And the two that mad me laugh personally:
Africa for beginners.
If it wasn’t for the Parc National du Banc d’Arguin, one of the world’s great bird-watching areas, we would just about suggest that Mauritania was THE [emphasis original] place to avoid.
So, let me get this straight… there’s a war in Sudan, Liberia “is not yet a place for independent travelers”, Nigeria will “burst into widespread chaos and violence at any time.” and a half-dozen countries you were unable to visit – but the one country they specifically tell you to avoid: Mauritania!
I visited Mauritania for two weeks – without going to that one park! The people who live there, especially the Americans and other expats who Mauritania is their home, can’t fathom why they would write “THE place to avoid.” If you love to experience deserts, Muslim culture, camel rides, and riding on top of iron ore trains – GO to Mauritania! Forget what the guide book says!
Also, The Gambia as “Africa for Beginners”. That is true, for an extent. The country is very small, so you can get around and explore the country in a few days stay. However, most tourist don’t attempt explore the country. For example, we sometimes laugh at the European tourists who visit The Gambia and stay at the tourist resorts for their whole two weeks thinking they're getting the African experience. Yes, they visited Africa; but they stayed in two-mile radius of the comforts of electricity and water. Go five miles out of the tourist area and there's no power, and you have to pump your own water from a well. Go ten miles out and you're living in mud huts. To us, since we live here, THAT's the real Africa. Not the beaches, the tourist shops; but eating at the street shops, taking public transportation, drinking non-bottled water, visiting a mosque and NOT taking pictures, learning a few local language words and trying out the greetings, living without air-conditioned rooms with only a candle and a bucket of water and eating rice for every meal.

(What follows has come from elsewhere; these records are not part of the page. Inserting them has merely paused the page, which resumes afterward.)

//! Machine Owner Key (MOK) Manager
//!
//! Provides MOK management for Secure Boot key enrollment.
//! Allows users to enroll their own signing keys for:
//! - Custom kernel modules
//! - Third-party drivers (NVIDIA, VirtualBox, etc.)
//! - Custom kernels
//!
//! Works with shim bootloader for MOK persistence.
//!
//! Features:
//! - Key enrollment and revocation
//! - Password-protected operations
//! - Pending enrollment management
//! - Certificate validation
//! - Export/import of keys

#![allow(dead_code)]

extern crate alloc;

use alloc::string::{String, ToString};
use alloc::vec::Vec;
use alloc::vec;
use alloc::format;
use alloc::collections::BTreeMap;
use core::sync::atomic::{AtomicBool, AtomicU32, Ordering};

use spin::{Mutex, RwLock};

use crate::util::{KResult, KError};
use super::secureboot::{EfiGuid, SignatureEntry, SignatureType, SignatureDatabase};

/// MOK operation type
#[derive(Debug, Clone, Copy, PartialEq, Eq)]
pub enum MokOperation {
    /// Enroll a new key
    Enroll,
    /// Delete an existing key
    Delete,
    /// Reset MOK list
    Reset,
    /// Import from file
    Import,
    /// Export to file
    Export,
}

/// MOK entry state
#[derive(Debug, Clone, Copy, PartialEq, Eq)]
pub enum MokState {
    /// Key is enrolled and active
    Enrolled,
    /// Key is pending enrollment (needs reboot confirmation)
    PendingEnroll,
    /// Key is pending deletion (needs reboot confirmation)
    PendingDelete,
    /// Key enrollment was rejected
    Rejected,
}

/// MOK key type
#[derive(Debug, Clone, Copy, PartialEq, Eq)]
pub enum MokKeyType {
    /// X.509 certificate (DER format)
    X509,
    /// X.509 certificate (PEM format)
    X509Pem,
    /// RSA-2048 public key
    Rsa2048,
    /// SHA-256 hash
    Sha256,
}

impl MokKeyType {
    pub fn as_str(&self) -> &'static str {
        match self {
            Self::X509 => "X.509 DER",
            Self::X509Pem => "X.509 PEM",
            Self::Rsa2048 => "RSA-2048",
            Self::Sha256 => "SHA-256",
        }
    }

    pub fn to_signature_type(&self) -> SignatureType {
        match self {
            Self::X509 | Self::X509Pem => SignatureType::X509,
            Self::Rsa2048 => SignatureType::Rsa2048,
            Self::Sha256 => SignatureType::Sha256,
        }
    }
}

Guidebooks can give a lot of helpful advice. I carried around a torn-up copy of The Lonely Planet (only the chapters of the countries I was going to visit) along with my trip. But it’s like reading about the murder rates of New York City and deciding not to visit. It’s a great city, you’re just taking out of perspective: and not everyone is out to kill you! [For that example alone, my friends and I were walking around NYC from 3am-6am once a few years ago and being a ‘tourist’ for those middle-of-the-night three hours. We all made it out alive, limbs intact]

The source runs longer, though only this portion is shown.